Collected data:

++++++

//! A reference to a child (or root) node: either an in-memory node that has
//! not yet been written to the backing store, or a [`NodeHash`] pointing at
//! one that has (or is embedded).

use std::sync::{Arc, OnceLock};

use crate::error::TrieError;
use crate::node::RawNode;
use crate::node_hash::NodeHash;
use crate::pruning::RefCounts;
use crate::state::TrieState;

/// Mirrors the lifecycle of a node within a mutation: freshly
/// inserted/modified nodes live as `Node(Arc<RawNode>, ..)` until `commit`
/// writes them out and replaces them with a stable `Hash` reference.
#[derive(Debug, Clone)]
pub enum NodeRef {
    Node(Arc<RawNode>, OnceLock<NodeHash>),
    Hash(NodeHash),
}

impl NodeRef {
    pub fn from_node(node: RawNode) -> Self {
        NodeRef::Node(Arc::new(node), OnceLock::new())
    }

    pub fn from_hash(hash: NodeHash) -> Self {
        NodeRef::Hash(hash)
    }

    /// A `NodeRef` pointing at nothing (used for absent branch slots).
    pub fn blank() -> Self {
        NodeRef::Hash(NodeHash::Inline(Default::default()))
    }

    pub fn is_blank(&self) -> bool {
        matches!(self, NodeRef::Hash(NodeHash::Inline(bytes)) if bytes.is_empty())
    }

    /// Resolves this reference to its node contents, fetching from `state`
    /// if this is a hash reference that isn't resident in memory.
    pub fn get_node(&self, state: &TrieState) -> Result<Arc<RawNode>, TrieError> {
        match self {
            NodeRef::Node(node, _) => Ok(node.clone()),
            NodeRef::Hash(hash) => state.get_node(hash),
        }
    }

    /// The content hash (or inline encoding) of this reference, computing
    /// and caching it on first access for in-memory nodes.
    pub fn compute_hash(&self, force_hash: bool) -> NodeHash {
        match self {
            NodeRef::Node(node, cached) => cached
                .get_or_init(|| node.compute_hash(force_hash))
                .clone(),
            NodeRef::Hash(hash) => hash.clone(),
        }
    }

    /// Writes this reference (and, recursively, any in-memory children) to
    /// `state`'s backing store, returning the stable hash reference that
    /// replaces it. `ref_counts`, when given, is incremented once per hash
    /// actually written.
    pub fn commit(
        &self,
        state: &TrieState,
        force_hash: bool,
        ref_counts: Option<&RefCounts>,
    ) -> Result<NodeHash, TrieError> {
        match self {
            NodeRef::Hash(hash) => Ok(hash.clone()),
            NodeRef::Node(node, cached) => {
                let hash = node.commit(state, force_hash, ref_counts)?;
                let _ = cached.set(hash.clone());
                Ok(hash)
            }
        }
    }
}
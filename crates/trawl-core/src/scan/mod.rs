// Copyright (c) 2025 Felix Kahle.
//
// Permission is hereby granted, free of charge, to any person obtaining
// a copy of this software and associated documentation files (the
// "Software"), to deal in the Software without restriction, including
// without limitation the rights to use, copy, modify, merge, publish,
// distribute, sublicense, and/or sell copies of the Software, and to
// permit persons to whom the Software is furnished to do so, subject to
// the following conditions:
//
// The above copyright notice and this permission notice shall be
// included in all copies or substantial portions of the Software.
//
// THE SOFTWARE IS PROVIDED "AS IS", WITHOUT WARRANTY OF ANY KIND,
// EXPRESS OR IMPLIED, INCLUDING BUT NOT LIMITED TO THE WARRANTIES OF
// MERCHANTABILITY, FITNESS FOR A PARTICULAR PURPOSE AND
// NONINFRINGEMENT. IN NO EVENT SHALL THE AUTHORS OR COPYRIGHT HOLDERS BE
// LIABLE FOR ANY CLAIM, DAMAGES OR OTHER LIABILITY, WHETHER IN AN ACTION
// OF CONTRACT, TORT OR OTHERWISE, ARISING FROM, OUT OF OR IN CONNECTION
// WITH THE SOFTWARE OR THE USE OR OTHER DEALINGS IN THE SOFTWARE.

//! # Search, Counting & Removal
//!
//! Predicate-based operations over element sources: first-match search,
//! counting, short-circuiting membership tests, and in-place bulk removal.
//!
//! ## Highlights
//!
//! - The membership test comes in three named forms: a predicate
//!   ([`any_matches`]), a literal value compared by equality
//!   ([`any_equals`]), and a slice of candidates ([`any_of`]). All of them
//!   stop scanning at the first match.
//! - [`count`] answers directly from a sized source's length, touching no
//!   element; [`count_where`] scans.
//! - In-place removal is a capability ([`RemoveWhere`]) a container opts
//!   into. Mutable ordered containers remove and report how many elements
//!   went; frozen containers refuse with
//!   [`Error::Unsupported`](crate::error::Error::Unsupported).
//! - The free functions accept plain sources; a source that is itself a
//!   [`CloseableIterator`](crate::iter::CloseableIterator) should use its
//!   own terminal operations, which release it on every exit path.
//!
//! ## Usage
//!
//! ```rust
//! use trawl_core::scan::{any_of, find_first, remove_where};
//!
//! assert_eq!(find_first([5, 6, 7], |v| *v > 5), Some(6));
//! assert!(any_of([1, 2, 3], &[2, 9]));
//!
//! let mut values = vec![1, 2, 3, 4, 5];
//! assert_eq!(remove_where(&mut values, |v| v % 2 == 0), Ok(2));
//! assert_eq!(values, vec![1, 3, 5]);
//! ```

use crate::convert::FxIndexSet;
use crate::error::Error;
use crate::iter::{closeable, CloseableIterator};
use std::hash::Hash;

/// Returns the first element of `source`, or `None` if it is empty.
pub fn first_of<I>(source: I) -> Option<I::Item>
where
    I: IntoIterator,
{
    closeable(source.into_iter()).first()
}

/// Returns the first element of `source` satisfying `predicate`, or `None`
/// if no element matches.
///
/// # Examples
///
/// ```rust
/// use trawl_core::scan::find_first;
///
/// assert_eq!(find_first([5, 6, 7], |v| *v > 5), Some(6));
/// assert_eq!(find_first(Vec::<i32>::new(), |_| true), None);
/// ```
pub fn find_first<I, P>(source: I, predicate: P) -> Option<I::Item>
where
    I: IntoIterator,
    P: FnMut(&I::Item) -> bool,
{
    closeable(source.into_iter()).find_where(predicate)
}

/// Returns the number of elements in a sized source without traversing it.
///
/// # Examples
///
/// ```rust
/// use trawl_core::scan::count;
///
/// let values = vec![1, 2, 3, 4, 5];
/// assert_eq!(count(&values), 5);
/// ```
pub fn count<I>(source: I) -> usize
where
    I: IntoIterator,
    I::IntoIter: ExactSizeIterator,
{
    source.into_iter().len()
}

/// Counts the elements of `source` satisfying `predicate`.
///
/// # Examples
///
/// ```rust
/// use trawl_core::scan::count_where;
///
/// assert_eq!(count_where([1, 2, 3, 4], |v| v % 2 == 0), 2);
/// ```
pub fn count_where<I, P>(source: I, predicate: P) -> usize
where
    I: IntoIterator,
    P: FnMut(&I::Item) -> bool,
{
    closeable(source.into_iter()).count_where(predicate)
}

/// Returns `true` if any element of `source` satisfies `predicate`,
/// stopping the scan at the first match.
pub fn any_matches<I, P>(source: I, predicate: P) -> bool
where
    I: IntoIterator,
    P: FnMut(&I::Item) -> bool,
{
    closeable(source.into_iter()).any_where(predicate)
}

/// Returns `true` if any element of `source` equals `needle`, stopping the
/// scan at the first match.
///
/// # Examples
///
/// ```rust
/// use trawl_core::scan::any_equals;
///
/// assert!(any_equals([1, 2, 3], &2));
/// assert!(!any_equals([1, 2, 3], &9));
/// ```
pub fn any_equals<I>(source: I, needle: &I::Item) -> bool
where
    I: IntoIterator,
    I::Item: PartialEq,
{
    any_matches(source, |item| item == needle)
}

/// Returns `true` if any element of `source` is one of `members`, stopping
/// the scan at the first match.
pub fn any_of<I>(source: I, members: &[I::Item]) -> bool
where
    I: IntoIterator,
    I::Item: PartialEq,
{
    any_matches(source, |item| members.contains(item))
}

/// In-place bulk removal, the capability [`remove_where`] and
/// [`remove_all`] require of their target.
///
/// Containers that can remove elements while preserving the order of the
/// remainder implement this; a container that cannot (a frozen one)
/// reports [`Error::Unsupported`](crate::error::Error::Unsupported) and
/// leaves its content untouched.
pub trait RemoveWhere {
    /// Element type of the container.
    type Item;

    /// Removes every element satisfying `predicate`, returning how many
    /// were removed.
    fn remove_where<P>(&mut self, predicate: P) -> Result<usize, Error>
    where
        P: FnMut(&Self::Item) -> bool;
}

impl<T> RemoveWhere for Vec<T> {
    type Item = T;

    fn remove_where<P>(&mut self, mut predicate: P) -> Result<usize, Error>
    where
        P: FnMut(&Self::Item) -> bool,
    {
        let before = self.len();
        self.retain(|item| !predicate(item));
        Ok(before - self.len())
    }
}

impl<T> RemoveWhere for FxIndexSet<T>
where
    T: Eq + Hash,
{
    type Item = T;

    fn remove_where<P>(&mut self, mut predicate: P) -> Result<usize, Error>
    where
        P: FnMut(&Self::Item) -> bool,
    {
        let before = self.len();
        self.retain(|item| !predicate(item));
        Ok(before - self.len())
    }
}

/// Removes from `target`, in place, every element satisfying `predicate`;
/// returns the count removed.
///
/// # Examples
///
/// ```rust
/// use trawl_core::scan::remove_where;
///
/// let mut values = vec![1, 2, 3, 4, 5];
/// assert_eq!(remove_where(&mut values, |v| v % 2 == 0), Ok(2));
/// assert_eq!(values, vec![1, 3, 5]);
/// ```
pub fn remove_where<C, P>(target: &mut C, predicate: P) -> Result<usize, Error>
where
    C: RemoveWhere,
    P: FnMut(&C::Item) -> bool,
{
    target.remove_where(predicate)
}

/// Removes every element of `target` in place; returns the count removed.
pub fn remove_all<C>(target: &mut C) -> Result<usize, Error>
where
    C: RemoveWhere,
{
    target.remove_where(|_| true)
}

#[cfg(test)]
mod tests {
    use super::*;
    use crate::convert::to_set;

    #[test]
    fn test_first_of() {
        assert_eq!(first_of([7, 8, 9]), Some(7));
        assert_eq!(first_of(Vec::<i32>::new()), None);
    }

    #[test]
    fn test_find_first_match_and_no_match() {
        assert_eq!(find_first([5, 6, 7], |v| *v > 5), Some(6));
        assert_eq!(find_first([5, 6, 7], |v| *v > 9), None);
        assert_eq!(find_first(Vec::<i32>::new(), |_| true), None);
    }

    /// An exact-size source that panics if any element is requested.
    struct SizedOnly {
        len: usize,
    }

    impl Iterator for SizedOnly {
        type Item = i32;

        fn next(&mut self) -> Option<Self::Item> {
            panic!("count must not traverse a sized source");
        }

        fn size_hint(&self) -> (usize, Option<usize>) {
            (self.len, Some(self.len))
        }
    }

    impl ExactSizeIterator for SizedOnly {
        fn len(&self) -> usize {
            self.len
        }
    }

    #[test]
    fn test_count_answers_from_length_without_traversal() {
        assert_eq!(count(SizedOnly { len: 5 }), 5);
        let values = vec![1, 2, 3, 4, 5];
        assert_eq!(count(&values), 5);
    }

    #[test]
    fn test_count_where() {
        assert_eq!(count_where([1, 2, 3, 4], |v| v % 2 == 0), 2);
        assert_eq!(count_where(Vec::<i32>::new(), |_| true), 0);
    }

    #[test]
    fn test_any_matches_short_circuits() {
        let mut probed = Vec::new();
        assert!(any_matches([1, 2, 3], |v| {
            probed.push(*v);
            *v == 2
        }));
        assert_eq!(probed, vec![1, 2]);
    }

    #[test]
    fn test_any_equals() {
        assert!(any_equals([1, 2, 3], &2));
        assert!(!any_equals([1, 2, 3], &9));
        assert!(!any_equals(Vec::<i32>::new(), &1));
    }

    #[test]
    fn test_any_of() {
        assert!(any_of([1, 2, 3], &[2, 9]));
        assert!(any_of([9, 0], &[2, 9]));
        assert!(!any_of([1, 3], &[2, 9]));
        assert!(!any_of([1, 2, 3], &[]));
    }

    #[test]
    fn test_remove_where_on_vec() {
        let mut values = vec![1, 2, 3, 4, 5];
        assert_eq!(remove_where(&mut values, |v| v % 2 == 0), Ok(2));
        assert_eq!(values, vec![1, 3, 5]);
    }

    #[test]
    fn test_remove_where_without_match() {
        let mut values = vec![1, 3, 5];
        assert_eq!(remove_where(&mut values, |v| v % 2 == 0), Ok(0));
        assert_eq!(values, vec![1, 3, 5]);
    }

    #[test]
    fn test_remove_all_on_vec() {
        let mut values = vec![1, 2, 3];
        assert_eq!(remove_all(&mut values), Ok(3));
        assert!(values.is_empty());
    }

    #[test]
    fn test_remove_where_on_set_preserves_order() {
        let mut set = to_set([5, 2, 7, 4, 1]);
        assert_eq!(remove_where(&mut set, |v| v % 2 == 0), Ok(2));
        assert_eq!(set.iter().copied().collect::<Vec<_>>(), vec![5, 7, 1]);
    }
}
// Copyright (c) 2025 Felix Kahle.
//
// Permission is hereby granted, free of charge, to any person obtaining
// a copy of this software and associated documentation files (the
// "Software"), to deal in the Software without restriction, including
// without limitation the rights to use, copy, modify, merge, publish,
// distribute, sublicense, and/or sell copies of the Software, and to
// permit persons to whom the Software is furnished to do so, subject to
// the following conditions:
//
// The above copyright notice and this permission notice shall be
// included in all copies or substantial portions of the Software.
//
// THE SOFTWARE IS PROVIDED "AS IS", WITHOUT WARRANTY OF ANY KIND,
// EXPRESS OR IMPLIED, INCLUDING BUT NOT LIMITED TO THE WARRANTIES OF
// MERCHANTABILITY, FITNESS FOR A PARTICULAR PURPOSE AND
// NONINFRINGEMENT. IN NO EVENT SHALL THE AUTHORS OR COPYRIGHT HOLDERS BE
// LIABLE FOR ANY CLAIM, DAMAGES OR OTHER LIABILITY, WHETHER IN AN ACTION
// OF CONTRACT, TORT OR OTHERWISE, ARISING FROM, OUT OF OR IN CONNECTION
// WITH THE SOFTWARE OR THE USE OR OTHER DEALINGS IN THE SOFTWARE.

//! # Closeable Iteration
//!
//! A uniform closeable-iterator abstraction over arbitrary iterators. A
//! [`CloseableIterator`] is a single-pass cursor that, in addition to the
//! standard iterator interface, carries an explicit [`close`] step releasing
//! whatever resources back the sequence (a file handle, a statement cursor,
//! a connection).
//!
//! ## Submodules
//!
//! - `closeable`: the [`CloseableIterator`] trait, its draining terminal
//!   operations, and the best-effort [`close_quietly`] helper.
//! - `sources`: adapters that bring plain iterators ([`Adapted`]), optional
//!   sources ([`MaybeSource`]), the empty sequence ([`Empty`]), and single
//!   elements ([`Singleton`]) into the abstraction.
//!
//! ## Motivation
//!
//! Code that consumes element sources should not care whether a source holds
//! resources. The terminal operations on [`CloseableIterator`] guarantee
//! that `close` runs exactly once on every exit path of a traversal (full
//! drain, early short-circuit, or unwinding), while close failures are
//! swallowed and never mask the traversal's own result.
//!
//! [`close`]: CloseableIterator::close

pub mod closeable;
pub mod sources;

pub use closeable::{close_quietly, CloseError, CloseableIterator};
pub use sources::{closeable, empty, maybe, singleton, Adapted, Empty, MaybeSource, Singleton};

++++++

Reproduce the records above exactly, from the first line through the line containing "pub fn from_node(node: RawNode)", and output nothing else.

[OUTPUT OF THE EXERCISE]
//! A reference to a child (or root) node: either an in-memory node that has
//! not yet been written to the backing store, or a [`NodeHash`] pointing at
//! one that has (or is embedded).

use std::sync::{Arc, OnceLock};

use crate::error::TrieError;
use crate::node::RawNode;
use crate::node_hash::NodeHash;
use crate::pruning::RefCounts;
use crate::state::TrieState;

/// Mirrors the lifecycle of a node within a mutation: freshly
/// inserted/modified nodes live as `Node(Arc<RawNode>, ..)` until `commit`
/// writes them out and replaces them with a stable `Hash` reference.
#[derive(Debug, Clone)]
pub enum NodeRef {
    Node(Arc<RawNode>, OnceLock<NodeHash>),
    Hash(NodeHash),
}

impl NodeRef {
    pub fn from_node(node: RawNode) -> Self {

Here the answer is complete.